“That’s not the end.” These are words a reader loathes to encounter. It’s the equivalent of waking in the middle of surgery and hearing the doctor say ‘Oops.’ Not only does it remind us we aren’t out of whatever narrative woods we’re lost in, but it usually signals that the writer is teasing us, toying with our trust. The first 316 pages of Lipshitz Six, or Two Angry Blondes tell the story of a Russian Jewish family compelled to immigrate to America during the pogroms in a prose style that is fluid, elegant, occasionally beautiful and occasionally precious (I never thought I would read a sex scene in a serious novel described by the words “The two had relations.”)
Then those four dreaded words appear, and we are ushered from the voice of a third-person omniscient narrator into the world of T Cooper, who happens to be the book’s author.

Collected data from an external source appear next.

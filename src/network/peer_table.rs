use crate::error::{PeerPayError, Result};
use log::error;
use std::collections::hash_map::Entry;
use std::collections::HashMap;
use std::sync::{Mutex, MutexGuard};

/// A peer heard on the broadcast domain
#[derive(Debug, Clone, PartialEq, Eq)]
pub struct PeerRecord {
    /// Opaque token chosen by the peer, kept byte for byte
    pub name: Vec<u8>,
    /// `host:port` the peer's ledger listens on
    pub address: String,
}

/// Wire form of an advertisement: `<name> <host:port>`
#[derive(Debug, Clone, Copy, PartialEq, Eq)]
pub struct Advertisement<'a> {
    pub name: &'a [u8],
    pub address: &'a [u8],
}

impl<'a> Advertisement<'a> {
    pub fn encode(name: &str, address: &str) -> Vec<u8> {
        format!("{name} {address}").into_bytes()
    }

    /// Split on the first space. Everything after it is the address.
    pub fn parse(datagram: &'a [u8]) -> Result<Advertisement<'a>> {
        let (name, address) = split_first_space(datagram).ok_or_else(|| {
            PeerPayError::MalformedAdvertisement(String::from_utf8_lossy(datagram).into_owned())
        })?;
        Ok(Advertisement { name, address })
    }
}

pub(crate) fn split_first_space(bytes: &[u8]) -> Option<(&[u8], &[u8])> {
    let at = bytes.iter().position(|b| *b == b' ')?;
    Some((&bytes[..at], &bytes[at + 1..]))
}

/// Name -> address map. The first address seen for a name is kept for good.
#[derive(Debug, Default)]
pub struct PeerTable {
    inner: Mutex<HashMap<Vec<u8>, String>>,
}

impl PeerTable {
    pub fn new() -> PeerTable {
        PeerTable {
            inner: Mutex::new(HashMap::new()),
        }
    }

    fn lock(&self) -> MutexGuard<'_, HashMap<Vec<u8>, String>> {
        self.inner.lock().unwrap_or_else(|poisoned| {
            error!("Peer table lock was poisoned, recovering");
            poisoned.into_inner()
        })
    }

    /// Insert unless `name` is already known. Returns true when inserted.
    pub fn insert_if_absent(&self, name: &[u8], address: &str) -> bool {
        match self.lock().entry(name.to_vec()) {
            Entry::Occupied(_) => false,
            Entry::Vacant(slot) => {
                slot.insert(address.to_string());
                true
            }
        }
    }

    pub fn get(&self, name: &[u8]) -> Option<String> {
        self.lock().get(name).cloned()
    }

    pub fn len(&self) -> usize {
        self.lock().len()
    }

    pub fn is_empty(&self) -> bool {
        self.lock().is_empty()
    }

    pub fn records(&self) -> Vec<PeerRecord> {
        let mut records: Vec<PeerRecord> = self
            .lock()
            .iter()
            .map(|(name, address)| PeerRecord {
                name: name.clone(),
                address: address.clone(),
            })
            .collect();
        records.sort_by(|a, b| a.name.cmp(&b.name));
        records
    }
}
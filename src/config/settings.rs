use crate::error::{PeerPayError, Result};
use serde::Deserialize;
use std::env;
use std::fs;
use std::net::{Ipv4Addr, SocketAddr, SocketAddrV4};
use std::path::Path;
use std::time::Duration;

/// Well-known UDP port for advertisements
pub const DISCOVERY_PORT: u16 = 8829;
/// Delay between two advertisements
pub const ADVERTISE_INTERVAL: Duration = Duration::from_secs(3);

const NAME_KEY: &str = "PEER_NAME";
const ADDRESS_KEY: &str = "PEER_ADDRESS";
const DEBUG_KEY: &str = "PEER_DEBUG";

/// Identity and bind address of this peer
#[derive(Debug, Clone, PartialEq, Eq)]
pub struct Config {
    name: String,
    addr: String,
    debug: bool,
}

impl Config {
    pub fn new(name: impl Into<String>, addr: impl Into<String>, debug: bool) -> Result<Config> {
        let name = name.into();
        let addr = addr.into();
        if name.is_empty() {
            return Err(PeerPayError::Config("-name flag is required to be set".to_string()));
        }
        if addr.is_empty() {
            return Err(PeerPayError::Config("-addr flag is required to be set".to_string()));
        }
        if !addr.contains(':') {
            return Err(PeerPayError::InvalidAddress(format!(
                "{addr} (expected host:port, example 192.168.0.103:3030)"
            )));
        }
        Ok(Config { name, addr, debug })
    }

    pub fn name(&self) -> &str {
        &self.name
    }

    pub fn addr(&self) -> &str {
        &self.addr
    }

    pub fn debug(&self) -> bool {
        self.debug
    }

    /// Host portion of the bind address (e.g., "10.0.0.4:3030" -> "10.0.0.4")
    pub fn local_host(&self) -> &str {
        local_host(&self.addr)
    }
}

/// Text before the first `:` of a `host:port` string
pub fn local_host(addr: &str) -> &str {
    addr.split(':').next().unwrap_or(addr)
}

/// Ports and timing used by the discovery loops
#[derive(Debug, Clone, Copy, PartialEq, Eq)]
pub struct DiscoverySettings {
    /// Destination of every advertisement
    pub broadcast_addr: SocketAddr,
    /// Port the collector listens on (wildcard address, reuse enabled)
    pub listen_port: u16,
    pub interval: Duration,
}

impl Default for DiscoverySettings {
    fn default() -> Self {
        Self {
            broadcast_addr: SocketAddr::V4(SocketAddrV4::new(Ipv4Addr::BROADCAST, DISCOVERY_PORT)),
            listen_port: DISCOVERY_PORT,
            interval: ADVERTISE_INTERVAL,
        }
    }
}

#[derive(Debug, Default, Deserialize)]
#[serde(deny_unknown_fields)]
struct DiscoveryFile {
    broadcast_addr: Option<String>,
    listen_port: Option<u16>,
    interval_ms: Option<u64>,
}

/// One configuration layer; later layers override earlier ones field by field
#[derive(Debug, Default, Deserialize)]
#[serde(deny_unknown_fields)]
pub struct PartialConfig {
    pub name: Option<String>,
    pub addr: Option<String>,
    pub debug: Option<bool>,
    #[serde(default)]
    discovery: DiscoveryFile,
}

impl PartialConfig {
    /// Load a layer from a TOML file
    pub fn from_file(path: &Path) -> Result<PartialConfig> {
        let raw = fs::read_to_string(path).map_err(|e| {
            PeerPayError::Config(format!("Failed to read {}: {e}", path.display()))
        })?;
        Self::from_toml(&raw)
    }

    pub fn from_toml(raw: &str) -> Result<PartialConfig> {
        Ok(toml::from_str(raw)?)
    }

    /// Layer built from `PEER_NAME`, `PEER_ADDRESS` and `PEER_DEBUG`
    pub fn from_env() -> PartialConfig {
        Self::from_vars(env::vars())
    }

    pub fn from_vars<I>(vars: I) -> PartialConfig
    where
        I: IntoIterator<Item = (String, String)>,
    {
        let mut layer = PartialConfig::default();
        for (key, value) in vars {
            match key.as_str() {
                NAME_KEY => layer.name = Some(value),
                ADDRESS_KEY => layer.addr = Some(value),
                DEBUG_KEY => {
                    layer.debug = Some(matches!(value.as_str(), "1" | "true" | "yes"))
                }
                _ => {}
            }
        }
        layer
    }

    /// Layer built from command-line flags
    pub fn from_flags(name: Option<String>, addr: Option<String>, debug: bool) -> PartialConfig {
        PartialConfig {
            name,
            addr,
            // an absent --debug flag must not switch off a file or env toggle
            debug: debug.then_some(true),
            discovery: DiscoveryFile::default(),
        }
    }

    pub fn merge(self, over: PartialConfig) -> PartialConfig {
        PartialConfig {
            name: over.name.or(self.name),
            addr: over.addr.or(self.addr),
            debug: over.debug.or(self.debug),
            discovery: DiscoveryFile {
                broadcast_addr: over.discovery.broadcast_addr.or(self.discovery.broadcast_addr),
                listen_port: over.discovery.listen_port.or(self.discovery.listen_port),
                interval_ms: over.discovery.interval_ms.or(self.discovery.interval_ms),
            },
        }
    }

    pub fn build(self) -> Result<(Config, DiscoverySettings)> {
        let config = Config::new(
            self.name.unwrap_or_default(),
            self.addr.unwrap_or_default(),
            self.debug.unwrap_or(false),
        )?;

        let mut settings = DiscoverySettings::default();
        if let Some(addr) = self.discovery.broadcast_addr {
            let parsed: SocketAddrV4 = addr
                .parse()
                .map_err(|e| PeerPayError::InvalidAddress(format!("{addr}: {e}")))?;
            settings.broadcast_addr = SocketAddr::V4(parsed);
        }
        if let Some(port) = self.discovery.listen_port {
            settings.listen_port = port;
        }
        if let Some(ms) = self.discovery.interval_ms {
            if ms == 0 {
                return Err(PeerPayError::Config("discovery interval must be positive".to_string()));
            }
            settings.interval = Duration::from_millis(ms);
        }

        Ok((config, settings))
    }
}
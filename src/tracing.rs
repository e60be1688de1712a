//! Tracing (logging)

use crate::cli::CommandLineArgs;

use tracing_subscriber::{layer::SubscriberExt, util::SubscriberInitExt};

/// Initlialise tracing (logging)
///
/// Applies a filter based on the `RUST_LOG` environment variable, falling back to enable debug
/// logging for this crate and tower_http if not set.
/// Spans are additionally exported to a local Jaeger agent when `--enable-jaeger` is set.
///
/// # Arguments
///
/// * `args`: Command line arguments
pub fn init_tracing(args: &CommandLineArgs) {
    let jaeger_layer = if args.enable_jaeger {
        match opentelemetry_jaeger::new_agent_pipeline()
            .with_service_name("bellybutton")
            .install_batch(opentelemetry::runtime::Tokio)
        {
            Ok(tracer) => Some(tracing_opentelemetry::layer().with_tracer(tracer)),
            Err(err) => {
                eprintln!("failed to install Jaeger pipeline, continuing without: {}", err);
                None
            }
        }
    } else {
        None
    };

    tracing_subscriber::registry()
        .with(
            tracing_subscriber::EnvFilter::try_from_default_env()
                .unwrap_or_else(|_| "bellybutton=debug,tower_http=debug".into()),
        )
        .with(tracing_subscriber::fmt::layer())
        .with(jaeger_layer)
        .init();
}

/// Flush any spans still queued for export.
pub fn shutdown_tracing() {
    opentelemetry::global::shutdown_tracer_provider();
}
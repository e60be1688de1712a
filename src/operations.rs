//! Reshape operations.
//!
//! Each function turns rows read from the store into the value a route responds with. None of
//! them touch the database, so they are tested and benchmarked on plain vectors.

use crate::error::BiodiversityError;
use crate::models::{Number, SampleMetadata, SampleVector};

use std::cmp::Ordering;
use crate::schema::{ColumnInfo, OTU_ID};

/// Counts at or below this value are treated as noise and dropped from sample vectors.
pub const NOISE_THRESHOLD: i64 = 1;

/// Returns the sample names of the count matrix in column order.
///
/// # Arguments
///
/// * `columns`: Columns of the count matrix, in declaration order
pub fn sample_names(columns: &[ColumnInfo]) -> Vec<String> {
    columns
        .iter()
        .filter(|column| column.name != OTU_ID)
        .map(|column| column.name.clone())
        .collect()
}

/// Build the count vector of one sample.
///
/// Rows with a count of [NOISE_THRESHOLD] or less (including NULL) are dropped and the remainder
/// sorted by count, largest first. Counts are compared by value whatever their storage class. The
/// sort is stable so units with equal counts keep their storage order.
///
/// # Arguments
///
/// * `rows`: `(otu_id, count)` pairs in storage order
pub fn sample_vector<I>(rows: I) -> SampleVector
where
    I: IntoIterator<Item = (i64, Option<Number>)>,
{
    let threshold = Number::Integer(NOISE_THRESHOLD);
    let mut rows: Vec<(i64, Number)> = rows
        .into_iter()
        .filter_map(|(otu_id, count)| count.map(|count| (otu_id, count)))
        .filter(|(_, count)| count.cmp_value(&threshold) == Ordering::Greater)
        .collect();
    rows.sort_by(|(_, a), (_, b)| b.cmp_value(a));
    let (otu_ids, sample_values) = rows.into_iter().unzip();
    SampleVector {
        otu_ids,
        sample_values,
    }
}

/// Collapse the metadata rows matching a sample into a single record.
///
/// When `SAMPLEID` is not unique the last row wins.
///
/// # Arguments
///
/// * `sample`: Sample name from the request, used in errors and logs
/// * `rows`: Matching metadata rows in storage order
pub fn sample_metadata(
    sample: &str,
    rows: Vec<SampleMetadata>,
) -> Result<SampleMetadata, BiodiversityError> {
    let matches = rows.len();
    if matches > 1 {
        tracing::warn!(sample, matches, "duplicate SAMPLEID in samples_metadata, using last row");
    }
    rows.into_iter()
        .last()
        .ok_or_else(|| BiodiversityError::LookupNotFound {
            sample: sample.to_string(),
        })
}

/// Pick the weekly washing frequency from the `WFREQ` values matching a sample.
///
/// The first row wins.
///
/// # Arguments
///
/// * `sample`: Sample name from the request, used in errors
/// * `values`: `WFREQ` of each matching row in storage order, already truncated to integers
pub fn wash_frequency(sample: &str, values: Vec<Option<i64>>) -> Result<i64, BiodiversityError> {
    match values.into_iter().next() {
        None => Err(BiodiversityError::LookupNotFound {
            sample: sample.to_string(),
        }),
        Some(None) => Err(BiodiversityError::MissingValue {
            sample: sample.to_string(),
            column: "WFREQ",
        }),
        Some(Some(wfreq)) => Ok(wfreq),
    }
}
//! This crate provides the Belly Button Biodiversity data server. It exposes a read-only SQLite
//! dataset of operational taxonomic unit (OTU) counts and sample metadata as JSON over HTTP, for
//! consumption by a browser dashboard.
//!
//! The dataset has three tables:
//!
//! * `otu`: the taxonomic unit catalog.
//! * `samples`: a wide count matrix with one row per taxonomic unit and one column per sample.
//! * `samples_metadata`: demographics and weekly washing frequency for each sample.
//!
//! Their expected shape is declared in [schema] and checked when the server starts.
//!
//! The server is built on top of a number of open source components.
//!
//! * [Tokio](tokio), the most popular asynchronous Rust runtime.
//! * [Axum](axum) web framework, built by the Tokio team, on top of the [hyper] HTTP library.
//! * [Serde](serde) performs serialisation of JSON response data.
//! * [SQLx](sqlx) provides pooled asynchronous access to the SQLite store.

pub mod app;
pub mod app_state;
pub mod cli;
pub mod db;
pub mod error;
pub mod metrics;
pub mod models;
pub mod operations;
pub mod schema;
pub mod server;
#[cfg(test)]
pub mod test_utils;
pub mod tracing;
pub mod validated_path;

Perhaps I am less adept at mid-stream horse transfers than others, and though the writing in the second half of the novel is energetic and often laughout- loud hilarious, it bothered me to make such a leap.
The unifying element: an obsession with blondes. When they arrive in New York in 1907, Esther and Hersh Lipshitz lose one of their four children, Reuven, who stood out in his family for being blonde, but blended into the confusion that was Ellis Island. They stay in New York longer than they intended to look for him, but eventually move to Texas to be with Esther’s brother. Twenty years later, Esther is convinced Reuven has resurfaced, in the guise of Charles Lindbergh. Complications ensue.
Meanwhile, in the late 90s, early 00s, T Cooper is obsessed with a different blonde icon — Eminem — and makes money impersonating him at bar and bat mitzvahs. Ms. Cooper is able to transform pain and anger into comic gold. The novel has many good threads. I just wish some of the seams weren’t showing.